如何支持过长文本的上下文语义关联的？

BomanNg commented 1 year ago

GPT-3.5Turpo的官方API文档的解释是，单轮的对话，包括发送的message和返回的message不超过4k个tokens。

而对于”读论文“的功能，我理解的是，需要一次性地把相当长的论文作为message发送到API才能返回效果较好的摘要。但是很显然，这样单轮的会话远远超过了4k个tokens的限制。

想请教一下是如何实现单轮的长对话的？

BomanNg commented 1 year ago

我注意到bridge_chatgpt.py中的一段代码：

                except Exception as e:
                    traceback.print_exc()
                    yield from update_ui(chatbot=chatbot, history=history, msg="Json解析不合常规") # 刷新界面
                    chunk = get_full_error(chunk, stream_response)
                    error_msg = chunk.decode()
                    if "reduce the length" in error_msg:
                        chatbot[-1] = (chatbot[-1][0], "[Local Message] Reduce the length. 本次输入过长，或历史数据过长. 历史缓存数据现已释放，您可以请再次尝试.")
                        history = []    # 清除历史
                    elif "Incorrect API key" in error_msg:
                        chatbot[-1] = (chatbot[-1][0], "[Local Message] Incorrect API key. OpenAI以提供了不正确的API_KEY为由，拒绝服务.")
                    elif "exceeded your current quota" in error_msg:
                        chatbot[-1] = (chatbot[-1][0], "[Local Message] You exceeded your current quota. OpenAI以账户额度不足为由，拒绝服务.")
                    else:
                        from toolbox import regular_txt_to_markdown
                        tb_str = '```\n' + traceback.format_exc() + '```'
                        chatbot[-1] = (chatbot[-1][0], f"[Local Message] 异常 \n\n{tb_str} \n\n{regular_txt_to_markdown(chunk.decode()[4:])}")
                    yield from update_ui(chatbot=chatbot, history=history, msg="Json异常" + error_msg) # 刷新界面
                    return

这是否也说明，对论文的处理还是没法绕过最长4k个tokens的限制呢？当超过了tokens limit则自动抛弃一部分上文。

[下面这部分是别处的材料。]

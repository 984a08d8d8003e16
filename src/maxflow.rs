// Copyright (c) 2023, 2024 Frank Fischer <frank-fischer@shadow-soft.de>
// Copyright (c) 2026 The rs-netopt developers
//
// This program is free software: you can redistribute it and/or
// modify it under the terms of the GNU General Public License as
// published by the Free Software Foundation, either version 3 of the
// License, or (at your option) any later version.
//
// This program is distributed in the hope that it will be useful, but
// WITHOUT ANY WARRANTY; without even the implied warranty of
// MERCHANTABILITY or FITNESS FOR A PARTICULAR PURPOSE.  See the GNU
// General Public License for more details.
//
// You should have received a copy of the GNU General Public License
// along with this program.  If not, see  <http://www.gnu.org/licenses/>
//

//! Maximum flow algorithms.

pub mod edmondskarp;
pub use self::edmondskarp::{edmondskarp, Augmentation, EdmondsKarp, ResidualPolicy};
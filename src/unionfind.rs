// Copyright (c) 2023, 2024 Frank Fischer <frank-fischer@shadow-soft.de>
// Copyright (c) 2026 The rs-netopt developers
//
// This program is free software: you can redistribute it and/or
// modify it under the terms of the GNU General Public License as
// published by the Free Software Foundation, either version 3 of the
// License, or (at your option) any later version.
//
// This program is distributed in the hope that it will be useful, but
// WITHOUT ANY WARRANTY; without even the implied warranty of
// MERCHANTABILITY or FITNESS FOR A PARTICULAR PURPOSE.  See the GNU
// General Public License for more details.
//
// You should have received a copy of the GNU General Public License
// along with this program.  If not, see  <http://www.gnu.org/licenses/>
//

//! Disjoint sets over the elements `0..n`.
//!
//! Union by rank and path compression, as used by
//! [Kruskal's algorithm](crate::mst::kruskal).

/// A disjoint-set forest.
///
/// # Example
///
/// ```
/// use rs_netopt::unionfind::DisjointSets;
///
/// let mut sets = DisjointSets::new(4);
/// assert!(sets.union(0, 1));
/// assert!(sets.union(2, 3));
/// assert!(!sets.union(1, 0));
/// assert!(sets.same(0, 1));
/// assert!(!sets.same(1, 2));
/// assert_eq!(sets.num_sets(), 2);
/// ```
#[derive(Clone, Debug)]
pub struct DisjointSets {
    parent: Vec<usize>,
    rank: Vec<u32>,
    nsets: usize,
}

impl DisjointSets {
    /// Create `n` singleton sets.
    pub fn new(n: usize) -> Self {
        DisjointSets {
            parent: (0..n).collect(),
            rank: vec![0; n],
            nsets: n,
        }
    }

    /// Number of elements.
    pub fn len(&self) -> usize {
        self.parent.len()
    }

    pub fn is_empty(&self) -> bool {
        self.parent.is_empty()
    }

    /// Return the representative of the set containing `x`.
    pub fn find(&mut self, x: usize) -> usize {
        let mut root = x;
        while self.parent[root] != root {
            root = self.parent[root];
        }
        // compress the path
        let mut x = x;
        while self.parent[x] != root {
            let next = self.parent[x];
            self.parent[x] = root;
            x = next;
        }
        root
    }

    /// Join the sets containing `x` and `y`.
    ///
    /// Returns `false` if both already are in the same set.
    pub fn union(&mut self, x: usize, y: usize) -> bool {
        let xroot = self.find(x);
        let yroot = self.find(y);
        if xroot == yroot {
            return false;
        }
        if self.rank[xroot] < self.rank[yroot] {
            self.parent[xroot] = yroot;
        } else {
            self.parent[yroot] = xroot;
            if self.rank[xroot] == self.rank[yroot] {
                self.rank[xroot] += 1;
            }
        }
        self.nsets -= 1;
        true
    }

    /// Return `true` if `x` and `y` are in the same set.
    pub fn same(&mut self, x: usize, y: usize) -> bool {
        self.find(x) == self.find(y)
    }

    /// Number of disjoint sets.
    pub fn num_sets(&self) -> usize {
        self.nsets
    }
}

binary-husky commented 1 year ago

https://github.com/binary-husky/chatgpt_academic/pull/366

Always-Naive commented 1 year ago

看了这个pr 依旧不是很理解这个过程大佬解释一下呗。如果请求openai api的时候， history的长度超过4k token，api是如何获得之前的 content 的信息的呢？我的理解是，假设我有 content1 content2 content3 在传到 content2 的时候我超过了token限制那么我带history请求的时候就会截断并舍弃掉一部分（e.g. content1的一部分被舍弃了）那么这时候我再问content1的相关内容的话我岂不是得到的都是chatgpt的猜测？

应该需要加embedding和索引来压缩历史信息并匹配才能做到理解全文，但是依旧会有最大长度限制。

zzcgithub commented 1 year ago

同问

DeriDer commented 1 year ago

@binary-husky 同问

BomanNg commented 1 year ago

看了这个pr 依旧不是很理解这个过程大佬解释一下呗。如果请求openai api的时候， history的长度超过4k token，api是如何获得之前的 content 的信息的呢？我的理解是，假设我有 content1 content2 content3 在传到 content2 的时候我超过了token限制那么我带history请求的时候就会截断并舍弃掉一部分（e.g. content1的一部分被舍弃了）那么这时候我再问content1的相关内容的话我岂不是得到的都是chatgpt的猜测？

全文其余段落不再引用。